With rain, snow and high winds assailing the war-torn country, the Syrian Observatory for
Human Rights said that, for the first time in three years, it had documented no direct
deaths from fighting or bombardment on Wednesday.
The storm has caused its own victims, however, with four Syrians in total dying in
neighbouring Lebanon and two inside northern Syria as a result of weather conditions, the
Britain-based group said.
A Beirut-based spokesman for the UN refugee agency said they were concerned about the
prospect of another night of freezing temperatures.
There were up to 50cm of snow in parts of the Bekaa valley in eastern Lebanon, where
Syrian refugees are living in “rough” conditions in some 800 informal settlements, Ron
Redmond of UNHCR said.
Local municipalities were distributing winter aid that UNHCR had put in position ahead of
the storm, Redmond said, and three had asked for additional supplies.
In the mountain town of Arsal near the Syrian border, refugees were moving into a
collective shelter and a local NGO was distributing 10,000 hot meals daily, he added.
Meanwhile, the World Health Organization (WHO) has said it has been unable to get a
desperately needed medical aid convoy through to civilians in the rebel-held part of
Aleppo despite a government promise last month to give it access.
In a statement this week, the WHO said 240,000 medical treatments from it and the Syrian
Arab Red Crescent were being held in a warehouse in the government-held part of the city,
Syria’s biggest, “for further distribution to the targeted areas, which will begin
shortly”.
On December 22, the WHO said it had received a promise to be allowed to deliver aid to
rebel-held parts of Aleppo, which it planned to transport within the week, and also to the
besieged districts of Mouadamiya, in Damascus, and Eastern Ghouta, outside the capital.
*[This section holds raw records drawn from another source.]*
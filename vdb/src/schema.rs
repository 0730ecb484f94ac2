// This Source Code Form is subject to the terms of the Mozilla Public
// License, v. 2.0. If a copy of the MPL was not distributed with this
// file, You can obtain one at https://mozilla.org/MPL/2.0/.

//! Persisted layout of the association store.
//!
//! Every logical table lives in its own sled tree and rows are stored as
//! JSON. Child rows are keyed by `<parent>/<id>` so that they sort next to
//! their siblings. A BGPVPN row records the keys of everything it owns, which
//! lets a single transaction cascade a delete without range scans.

use crate::error::Error;
use crate::types::{AssociationKind, Binding, StandardAttributes, VpnType};
use serde::de::DeserializeOwned;
use serde::{Deserialize, Serialize};
use sled::transaction::{
    abort, ConflictableTransactionResult, TransactionalTree,
};
use sled::Tree;
use uuid::Uuid;

/// BGPVPN rows keyed by id.
const BGPVPNS: &str = "bgpvpns";

/// RBAC grants keyed by `<bgpvpn>/<action>/<target project>`.
const BGPVPN_RBACS: &str = "bgpvpn_rbacs";

const NETWORK_ASSOCIATIONS: &str = "bgpvpn_network_associations";
const ROUTER_ASSOCIATIONS: &str = "bgpvpn_router_associations";
const PORT_ASSOCIATIONS: &str = "bgpvpn_port_associations";

/// Port association routes keyed by `<port association>/<route>`.
const PORT_ASSOCIATION_ROUTES: &str = "bgpvpn_port_association_routes";

/// `<kind>/<resource>/<bgpvpn>` to association id. Inserting into this tree is
/// the uniqueness constraint for associations, and scanning it answers which
/// BGPVPNs a resource is attached to.
const RESOURCE_INDEX: &str = "bgpvpn_resource_index";

/// Auto allocated route targets, mapped to the owning BGPVPN.
const ALLOCATED_TARGETS: &str = "bgpvpn_allocated_targets";

pub(crate) type TxResult<T> = ConflictableTransactionResult<T, Error>;

#[derive(Clone)]
pub(crate) struct Trees {
    pub bgpvpn: Tree,
    pub rbac: Tree,
    pub network: Tree,
    pub router: Tree,
    pub port: Tree,
    pub route: Tree,
    pub index: Tree,
    pub alloc: Tree,
}

impl Trees {
    pub fn open(db: &sled::Db) -> Result<Self, Error> {
        Ok(Self {
            bgpvpn: db.open_tree(BGPVPNS)?,
            rbac: db.open_tree(BGPVPN_RBACS)?,
            network: db.open_tree(NETWORK_ASSOCIATIONS)?,
            router: db.open_tree(ROUTER_ASSOCIATIONS)?,
            port: db.open_tree(PORT_ASSOCIATIONS)?,
            route: db.open_tree(PORT_ASSOCIATION_ROUTES)?,
            index: db.open_tree(RESOURCE_INDEX)?,
            alloc: db.open_tree(ALLOCATED_TARGETS)?,
        })
    }

    pub fn association(&self, kind: AssociationKind) -> &Tree {
        match kind {
            AssociationKind::Network => &self.network,
            AssociationKind::Router => &self.router,
            AssociationKind::Port => &self.port,
        }
    }
}

/// The transactional view of every tree.
pub(crate) struct Tx<'a> {
    pub bgpvpn: &'a TransactionalTree,
    pub rbac: &'a TransactionalTree,
    pub network: &'a TransactionalTree,
    pub router: &'a TransactionalTree,
    pub port: &'a TransactionalTree,
    pub route: &'a TransactionalTree,
    pub index: &'a TransactionalTree,
    pub alloc: &'a TransactionalTree,
}

impl Tx<'_> {
    pub fn association(&self, kind: AssociationKind) -> &TransactionalTree {
        match kind {
            AssociationKind::Network => self.network,
            AssociationKind::Router => self.router,
            AssociationKind::Port => self.port,
        }
    }
}

pub(crate) fn get<T: DeserializeOwned>(
    tree: &TransactionalTree,
    key: &str,
) -> TxResult<Option<T>> {
    match tree.get(key)? {
        None => Ok(None),
        Some(value) => match serde_json::from_slice(&value) {
            Ok(row) => Ok(Some(row)),
            Err(e) => abort(Error::Serialization(e)),
        },
    }
}

pub(crate) fn put<T: Serialize>(
    tree: &TransactionalTree,
    key: &str,
    row: &T,
) -> TxResult<()> {
    let value = match serde_json::to_vec(row) {
        Ok(value) => value,
        Err(e) => return abort(Error::Serialization(e)),
    };
    tree.insert(key, value)?;
    Ok(())
}

pub(crate) fn bgpvpn_key(id: Uuid) -> String {
    id.to_string()
}

pub(crate) fn child_key(parent: Uuid, id: Uuid) -> String {
    format!("{parent}/{id}")
}

pub(crate) fn index_prefix(kind: AssociationKind, resource_id: &str) -> String {
    format!("{}/{resource_id}/", kind.as_str())
}

pub(crate) fn index_key(
    kind: AssociationKind,
    resource_id: &str,
    bgpvpn_id: Uuid,
) -> String {
    format!("{}{bgpvpn_id}", index_prefix(kind, resource_id))
}

/// Decode a resource index entry.
pub(crate) fn parse_binding(key: &[u8], value: &[u8]) -> Result<Binding, Error> {
    let key = String::from_utf8_lossy(key);
    let mut parts = key.splitn(3, '/');
    let (Some(kind), Some(resource_id), Some(bgpvpn_id)) =
        (parts.next(), parts.next(), parts.next())
    else {
        return Err(Error::DbKey(format!("malformed index key {key}")));
    };
    let bgpvpn_id = bgpvpn_id
        .parse()
        .map_err(|e| Error::DbKey(format!("index key {key}: {e}")))?;
    let association_id = String::from_utf8_lossy(value)
        .parse()
        .map_err(|e| Error::DbValue(format!("index value {key}: {e}")))?;
    Ok(Binding {
        kind: kind.parse()?,
        resource_id: resource_id.to_string(),
        bgpvpn_id,
        association_id,
    })
}

/// Resource ids become part of index keys.
pub(crate) fn validate_resource_id(
    kind: AssociationKind,
    resource_id: &str,
) -> Result<(), Error> {
    if resource_id.is_empty() || resource_id.contains('/') {
        return Err(Error::Validation(format!(
            "invalid {kind} id '{resource_id}'"
        )));
    }
    Ok(())
}

#[derive(Debug, Clone, PartialEq, Eq, Serialize, Deserialize)]
pub(crate) struct AssociationRef {
    pub id: Uuid,
    pub resource_id: String,
}

/// Recorded on a BGPVPN row for each port association route of another
/// BGPVPN that references it.
#[derive(Debug, Clone, PartialEq, Eq, Serialize, Deserialize)]
pub(crate) struct RouteRef {
    pub bgpvpn_id: Uuid,
    pub port_association_id: Uuid,
    pub route_id: Uuid,
}

#[derive(Debug, Clone, Serialize, Deserialize)]
pub(crate) struct BgpvpnRow {
    pub id: Uuid,
    pub tenant_id: String,
    pub name: String,
    pub vpn_type: VpnType,
    pub route_targets: String,
    pub import_targets: Option<String>,
    pub export_targets: Option<String>,
    pub route_distinguishers: Option<String>,
    pub vni: Option<u32>,
    pub local_pref: Option<u64>,
    pub standard: StandardAttributes,
    pub sequence: u64,
    pub network_associations: Vec<AssociationRef>,
    pub router_associations: Vec<AssociationRef>,
    pub port_associations: Vec<AssociationRef>,
    pub rbac_entries: Vec<String>,
    pub route_references: Vec<RouteRef>,
    pub allocated_targets: Vec<String>,
}

impl BgpvpnRow {
    pub fn associations(&self, kind: AssociationKind) -> &Vec<AssociationRef> {
        match kind {
            AssociationKind::Network => &self.network_associations,
            AssociationKind::Router => &self.router_associations,
            AssociationKind::Port => &self.port_associations,
        }
    }

    pub fn associations_mut(
        &mut self,
        kind: AssociationKind,
    ) -> &mut Vec<AssociationRef> {
        match kind {
            AssociationKind::Network => &mut self.network_associations,
            AssociationKind::Router => &mut self.router_associations,
            AssociationKind::Port => &mut self.port_associations,
        }
    }

    /// Advance the commit counter. Every mutation that emits a delta event
    /// for this BGPVPN must call this exactly once.
    pub fn bump(&mut self) -> u64 {
        self.sequence += 1;
        self.sequence
    }
}

#[derive(Debug, Clone, Serialize, Deserialize)]
pub(crate) struct PortAssociationRow {
    pub id: Uuid,
    pub tenant_id: String,
    pub bgpvpn_id: Uuid,
    pub port_id: String,
    pub advertise_fixed_ips: bool,
    pub routes: Vec<Uuid>,
    pub standard: StandardAttributes,
}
The non-governmental Union of Syrian Medical Relief Organisations, made up of Syrian
doctors, says cholera, typhoid, scabies and tuberculosis are spreading among the 360,000
people in rebel-held Aleppo for lack of treatments or vaccines. The area is cut off on
three sides by the Syrian army.
All sides in Syria’s three-year civil war have prevented medical supplies crossing front
lines, fearing they could be used to help wounded enemy fighters.
The WHO says surgical supplies such as syringes and bandages have previously been removed
from convoys at checkpoints run by the security forces.
Syrian officials could not be reached for comment. Damascus denies blocking aid.
The UN says at least 212,000 people remain besieged, mostly by the government, but also by
insurgents.
More than 200,000 people
have been killed in Syria’s
conflict, which began in March 2011
with popular protests against President Bashar al-Assad and spiralled into civil war after
a crackdown by security forces.
Local enjoy the snow in front of the ruins of the Roman Temples of Bacchus at the historical ruins of Baalbek in eastern Lebanon.